_ASSIGNED TASK_
Find every line in the records below that holds the word "datasets", and copy it out.

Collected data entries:
//! Append-only journal writer
//!
//! Every record is written with a single `write_all` call straight to the
//! file. With `sync_writes` each append is followed by an fsync, otherwise
//! durability is only guaranteed after [`RecordWriter::sync`].

use std::fs::{self, File, OpenOptions};
use std::io::Write;
use std::path::{Path, PathBuf};

use super::errors::{StorageError, StorageResult};
use super::record::Record;

pub struct RecordWriter {
    path: PathBuf,
    file: File,
    current_offset: u64,
    sync_writes: bool,
}

impl RecordWriter {
    /// Opens or creates the journal file for appending.
    ///
    /// Creates parent directories if needed.
    pub fn open(path: &Path, sync_writes: bool) -> StorageResult<Self> {
        if let Some(parent) = path.parent() {
            if !parent.as_os_str().is_empty() && !parent.exists() {
                fs::create_dir_all(parent).map_err(|e| StorageError::io(parent, e))?;
            }
        }
        let file = OpenOptions::new()
            .create(true)
            .read(true)
            .append(true)
            .open(path)
            .map_err(|e| StorageError::io(path, e))?;
        let current_offset = file
            .metadata()
            .map_err(|e| StorageError::io(path, e))?
            .len();

        Ok(Self {
            path: path.to_path_buf(),
            file,
            current_offset,
            sync_writes,
        })
    }

    pub fn path(&self) -> &Path {
        &self.path
    }

    pub fn current_offset(&self) -> u64 {
        self.current_offset
    }

    /// Appends a record, returning the byte offset it was written at.
    pub fn append(&mut self, record: &Record) -> StorageResult<u64> {
        let bytes = record.serialize();
        let offset = self.current_offset;
        self.file
            .write_all(&bytes)
            .map_err(|e| StorageError::io(&self.path, e))?;
        if self.sync_writes {
            self.sync()?;
        }
        self.current_offset += bytes.len() as u64;
        Ok(offset)
    }

    pub fn sync(&mut self) -> StorageResult<()> {
        self.file
            .sync_all()
            .map_err(|e| StorageError::io(&self.path, e))
    }

    /// Drops every record of the journal.
    pub fn truncate(&mut self) -> StorageResult<()> {
        self.file
            .set_len(0)
            .map_err(|e| StorageError::io(&self.path, e))?;
        self.sync()?;
        self.current_offset = 0;
        Ok(())
    }

    /// Atomically replaces the journal with the given records.
    ///
    /// Records go to a temporary sibling file which is fsynced and renamed
    /// over the journal. The writer continues appending to the new file.
    pub fn rewrite<I>(&mut self, records: I) -> StorageResult<()>
    where
        I: IntoIterator<Item = Record>,
    {
        let tmp_path = self.path.with_extension("tmp");
        {
            let mut tmp = File::create(&tmp_path).map_err(|e| StorageError::io(&tmp_path, e))?;
            for record in records {
                tmp.write_all(&record.serialize())
                    .map_err(|e| StorageError::io(&tmp_path, e))?;
            }
            tmp.sync_all().map_err(|e| StorageError::io(&tmp_path, e))?;
        }
        fs::rename(&tmp_path, &self.path).map_err(|e| StorageError::io(&self.path, e))?;

        let reopened = Self::open(&self.path, self.sync_writes)?;
        *self = reopened;
        Ok(())
    }
}
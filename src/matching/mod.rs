//! Batch matching pipeline
//!
//! Streams name records of a dataset, a sector or the archive through the
//! names index and persists their matches.
//!
//! # Boundaries
//!
//! - [`NameSource`]: read cursors over records, each with its prior match
//! - [`MatchStore`]: opens [`MatchBatch`] write sessions, separate from the
//!   read cursor
//!
//! # Commits
//!
//! A batch is committed every `batch_size` processed records and once at the
//! end of the stream. A failure aborts the run but earlier commits remain.

mod dataset;
mod errors;
mod memory;

pub use dataset::{DatasetMatcher, MatchCounts, MatchSettings};
pub use errors::{MatchingError, MatchingResult};
pub use memory::MemoryMatchDb;

use std::fmt;

use serde::{Deserialize, Serialize};

use crate::model::{MatchType, Name, NameKey};

pub type DatasetKey = i32;
pub type SectorKey = i32;

/// Part of the data a pipeline run covers.
#[derive(Debug, Clone, Copy, PartialEq, Eq, Hash, Serialize, Deserialize)]
pub enum Scope {
    Dataset(DatasetKey),
    Sector { dataset: DatasetKey, sector: SectorKey },
    Archive,
    /// Every dataset and the archive
    All,
}

impl Scope {
    pub fn is_archive(&self) -> bool {
        matches!(self, Scope::Archive)
    }
}

impl fmt::Display for Scope {
    fn fmt(&self, f: &mut fmt::Formatter<'_>) -> fmt::Result {
        match self {
            Scope::Dataset(key) => write!(f, "dataset {}", key),
            Scope::Sector { dataset, sector } => write!(f, "sector {} of dataset {}", sector, dataset),
            Scope::Archive => write!(f, "archive"),
            Scope::All => write!(f, "all datasets"),
        }
    }
}

/// Persisted match of a single record.
#[derive(Debug, Clone, PartialEq, Eq, Serialize, Deserialize)]
#[serde(rename_all = "camelCase")]
pub struct MatchRecord {
    pub dataset_key: DatasetKey,
    pub record_id: String,
    pub index_id: Option<NameKey>,
    #[serde(rename = "type")]
    pub match_type: MatchType,
    #[serde(default)]
    pub archived: bool,
}

/// A record to match together with its prior match, if any.
#[derive(Debug, Clone, PartialEq)]
pub struct SourceRecord {
    pub dataset_key: DatasetKey,
    pub sector_key: Option<SectorKey>,
    pub id: String,
    pub name: Name,
    pub prior: Option<MatchRecord>,
}

pub type RecordCursor<'a> = Box<dyn Iterator<Item = MatchingResult<SourceRecord>> + 'a>;

pub trait NameSource: Send + Sync {
    fn dataset(&self, dataset_key: DatasetKey) -> MatchingResult<RecordCursor<'_>>;

    fn sector(&self, dataset_key: DatasetKey, sector_key: SectorKey) -> MatchingResult<RecordCursor<'_>>;

    /// Records of all archived name usages.
    fn archive(&self) -> MatchingResult<RecordCursor<'_>>;

    /// Keys of all datasets with records, ascending.
    fn datasets(&self) -> MatchingResult<Vec<DatasetKey>>;

    /// Share of the dataset records matched to an index name, within [0, 1].
    fn coverage(&self, dataset_key: DatasetKey) -> MatchingResult<f64>;
}

pub trait MatchStore: Send + Sync {
    /// Opens a write session for the given scope.
    fn batch(&self, scope: Scope) -> MatchingResult<Box<dyn MatchBatch + '_>>;

    /// Removes all archived matches.
    fn truncate_archive(&self) -> MatchingResult<()>;

    /// Removes every match, archived or not.
    fn truncate_all(&self) -> MatchingResult<()>;
}

/// Write session, nothing is visible before [`MatchBatch::commit`].
pub trait MatchBatch {
    fn create(&mut self, record: MatchRecord) -> MatchingResult<()>;

    fn update(&mut self, record: MatchRecord) -> MatchingResult<()>;

    fn commit(&mut self) -> MatchingResult<()>;
}
//! nidx - a concurrent, persistent names index
//!
//! Resolves parsed scientific names (name, rank, authorship) to stable
//! integer identities, inserting unseen names on demand.
//!
//! - [`model`]: names, index records and match results
//! - [`normalizer`]: ASCII folding and the coarse lookup key
//! - [`authorship`]: fuzzy author comparison
//! - [`storage`]: checksummed record files shared by journal and mirror
//! - [`store`]: in-memory and memory-mapped index stores
//! - [`mirror`]: the authoritative durable copy of all names
//! - [`index`]: matching and insert orchestration
//! - [`matching`]: batch pipeline over datasets, sectors and the archive

pub mod authorship;
pub mod cli;
pub mod config;
pub mod index;
pub mod matching;
pub mod mirror;
pub mod model;
pub mod normalizer;
pub mod storage;
pub mod store;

_ANSWER SECTION_
            Scope::All => write!(f, "all datasets"),
    /// Keys of all datasets with records, ascending.
    fn datasets(&self) -> MatchingResult<Vec<DatasetKey>>;
//! - [`matching`]: batch pipeline over datasets, sectors and the archive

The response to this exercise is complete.